Purpose: While mutations in BRAF in metastatic colorectal cancer (mCRC) most commonly occur at the V600 amino acid, with the advent of next-generation sequencing, nonV600 BRAF mutations are increasingly identified in clinical practice. It is unclear whether these mutants, like BRAF V600E, confer resistance to anti-EGFR therapy. Experimental Design: We conducted a multicenter pooled analysis of consecutive patients with non-V600 BRAF-mutated mCRCs identified between 2010 and 2017. Non-V600 BRAF mutations were divided into functional classes based on signaling mechanism and kinase activity: activating and RAS-independent (class 2) or kinase-impaired and RAS-dependent (class 3). Results: Forty patients with oncogenic non-V600 BRAFmutant mCRC received anti-EGFR antibody treatment [n = 12 (30%) class 2 and n = 28 (70%) class 3]. No significant differences in clinical characteristics were observed by mutation class.
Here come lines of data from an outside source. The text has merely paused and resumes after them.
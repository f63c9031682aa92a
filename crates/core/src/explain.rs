//! Ranked, signed views over the per-feature attributions of one prediction.
//!
//! Both views are derived on demand from the same mapping; nothing here is
//! stored or mutated. Ordering among equal magnitudes always follows the
//! order the service sent the features in.

use crate::domain::scoring::Attributions;
use serde::Serialize;

/// Features shown in the compact bar chart.
pub const CHART_TOP_N: usize = 15;
/// Rows shown in the detailed table.
pub const TABLE_TOP_N: usize = 10;

#[derive(Debug, Clone, Copy, PartialEq, Eq, Serialize)]
#[serde(rename_all = "snake_case")]
pub enum Direction {
    /// Pushes the default probability up.
    IncreasesRisk,
    /// Pushes the default probability down.
    DecreasesRisk,
    Neutral,
}

#[derive(Debug, Clone, PartialEq, Serialize)]
pub struct ExplanationEntry {
    pub feature: String,
    pub impact: f64,
    pub abs_impact: f64,
}

impl ExplanationEntry {
    pub fn new(feature: impl Into<String>, impact: f64) -> Self {
        Self {
            feature: feature.into(),
            impact,
            abs_impact: impact.abs(),
        }
    }

    /// Sign relative to the zero midpoint of the color scale.
    pub fn direction(&self) -> Direction {
        if self.impact > 0.0 {
            Direction::IncreasesRisk
        } else if self.impact < 0.0 {
            Direction::DecreasesRisk
        } else {
            Direction::Neutral
        }
    }
}

/// Stable sort by absolute impact ascending, keeping the last `n`.
pub fn ranked_top_n(values: &Attributions, n: usize) -> Vec<ExplanationEntry> {
    let mut entries: Vec<ExplanationEntry> = values
        .iter()
        .map(|(feature, impact)| ExplanationEntry::new(feature, impact))
        .collect();
    entries.sort_by(|a, b| a.abs_impact.total_cmp(&b.abs_impact));
    let skip = entries.len().saturating_sub(n);
    entries.split_off(skip)
}

/// Same selection as [`ranked_top_n`], listed largest magnitude first.
pub fn ranked_top_n_largest_first(values: &Attributions, n: usize) -> Vec<ExplanationEntry> {
    let mut entries = ranked_top_n(values, n);
    entries.reverse();
    entries
}

#[derive(Debug, Clone, PartialEq, Serialize)]
pub struct Explanation {
    /// Bar chart rows, smallest magnitude first so the largest sits on top.
    pub chart: Vec<ExplanationEntry>,
    /// Table rows, largest magnitude first.
    pub table: Vec<ExplanationEntry>,
}

impl Explanation {
    pub fn from_attributions(values: &Attributions) -> Self {
        Self {
            chart: ranked_top_n(values, CHART_TOP_N),
            table: ranked_top_n_largest_first(values, TABLE_TOP_N),
        }
    }

    /// Largest absolute impact in the chart, used to scale bar lengths.
    pub fn max_abs_impact(&self) -> f64 {
        self.chart
            .iter()
            .map(|e| e.abs_impact)
            .fold(0.0, f64::max)
    }
}
use crate::domain::application::{LoanApplication, LoanApplicationInput};
use crate::domain::scoring::ScoringResult;
use crate::explain::Explanation;
use crate::present::RiskPresentation;
use crate::scoring::{PredictionError, ScoringService};
use serde::Serialize;
use uuid::Uuid;

/// `Idle -> Submitting -> {Succeeded, Failed}`; a new submission starts the
/// next cycle from either terminal state.
#[derive(Debug, Clone, Copy, PartialEq, Eq, Serialize)]
#[serde(rename_all = "snake_case")]
pub enum CycleState {
    Idle,
    Submitting,
    Succeeded,
    Failed,
}

/// Everything rendered for one successful prediction.
#[derive(Debug, Clone, PartialEq, Serialize)]
pub struct Assessment {
    pub cycle_id: Uuid,
    pub application: LoanApplication,
    pub result: ScoringResult,
    pub risk: RiskPresentation,
    pub explanation: Explanation,
}

impl Assessment {
    pub fn new(cycle_id: Uuid, application: LoanApplication, result: ScoringResult) -> Self {
        let risk = RiskPresentation::new(result.default_probability, result.risk_level);
        let explanation = Explanation::from_attributions(&result.shap_values);
        Self {
            cycle_id,
            application,
            result,
            risk,
            explanation,
        }
    }
}

/// Explicit state for the prediction flow. Only `submit` and `reset` change it.
pub struct PredictionSession<S> {
    service: S,
    state: CycleState,
    application: Option<LoanApplication>,
    outcome: Option<Result<Assessment, PredictionError>>,
}

impl<S: ScoringService> PredictionSession<S> {
    pub fn new(service: S) -> Self {
        Self {
            service,
            state: CycleState::Idle,
            application: None,
            outcome: None,
        }
    }

    pub fn service(&self) -> &S {
        &self.service
    }

    pub fn state(&self) -> CycleState {
        self.state
    }

    /// The application built by the latest submission, if it validated.
    pub fn application(&self) -> Option<&LoanApplication> {
        self.application.as_ref()
    }

    pub fn last_assessment(&self) -> Option<&Assessment> {
        self.outcome.as_ref().and_then(|o| o.as_ref().ok())
    }

    pub fn last_error(&self) -> Option<&PredictionError> {
        self.outcome.as_ref().and_then(|o| o.as_ref().err())
    }

    /// Connectivity indicator; never fails.
    pub async fn check_health(&self) -> bool {
        self.service.health_check().await
    }

    /// Runs one build -> score -> render cycle to completion.
    ///
    /// A cycle whose future was dropped mid-flight leaves the session in
    /// `Submitting`; further submissions return `Busy` until [`reset`].
    ///
    /// [`reset`]: PredictionSession::reset
    pub async fn submit(
        &mut self,
        input: &LoanApplicationInput,
    ) -> Result<Assessment, PredictionError> {
        if self.state == CycleState::Submitting {
            return Err(PredictionError::Busy);
        }

        let cycle_id = Uuid::new_v4();
        self.state = CycleState::Submitting;
        self.outcome = None;
        tracing::info!(%cycle_id, "prediction cycle started");

        let outcome = self.run(cycle_id, input).await;
        match &outcome {
            Ok(assessment) => {
                tracing::info!(
                    %cycle_id,
                    probability = assessment.result.default_probability,
                    risk_level = %assessment.result.risk_level,
                    features = assessment.result.shap_values.len(),
                    "prediction cycle succeeded"
                );
                self.state = CycleState::Succeeded;
            }
            Err(err) => {
                tracing::warn!(%cycle_id, kind = err.kind(), error = %err, "prediction cycle failed");
                self.state = CycleState::Failed;
            }
        }

        self.outcome = Some(outcome.clone());
        outcome
    }

    async fn run(
        &mut self,
        cycle_id: Uuid,
        input: &LoanApplicationInput,
    ) -> Result<Assessment, PredictionError> {
        self.application = None;
        let application = input.build()?;
        self.application = Some(application.clone());

        let result = self.service.score(&application).await?;
        Ok(Assessment::new(cycle_id, application, result))
    }

    pub fn reset(&mut self) {
        self.state = CycleState::Idle;
        self.outcome = None;
    }
}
In contrast, while only 1 of 12 patients with class 2 BRAF mCRC responded, 14 of 28 patients with class 3 BRAF responded to anti-EGFR therapy ( response rate, 8% and 50%, respectively, P = 0.02). Specifically, in first- or second-line, 1 of 6 ( 17%) patients with class 2 and 7 of 9 (78%) patients with class 3 BRAF mutants responded (P = 0.04). In third- or later-line, none of 6 patients with class 2 and 7 of 19 (37%) patients with class 3 BRAF mutants responded (P = 0.14). Conclusions: Response to EGFR antibody treatment in mCRCs with class 2 BRAF mutants is rare, while a large portion of CRCs with class 3 BRAFmutants respond. Patients with colorectal cancer with class 3 BRAFmutations should be considered for anti-EGFR antibody treatment.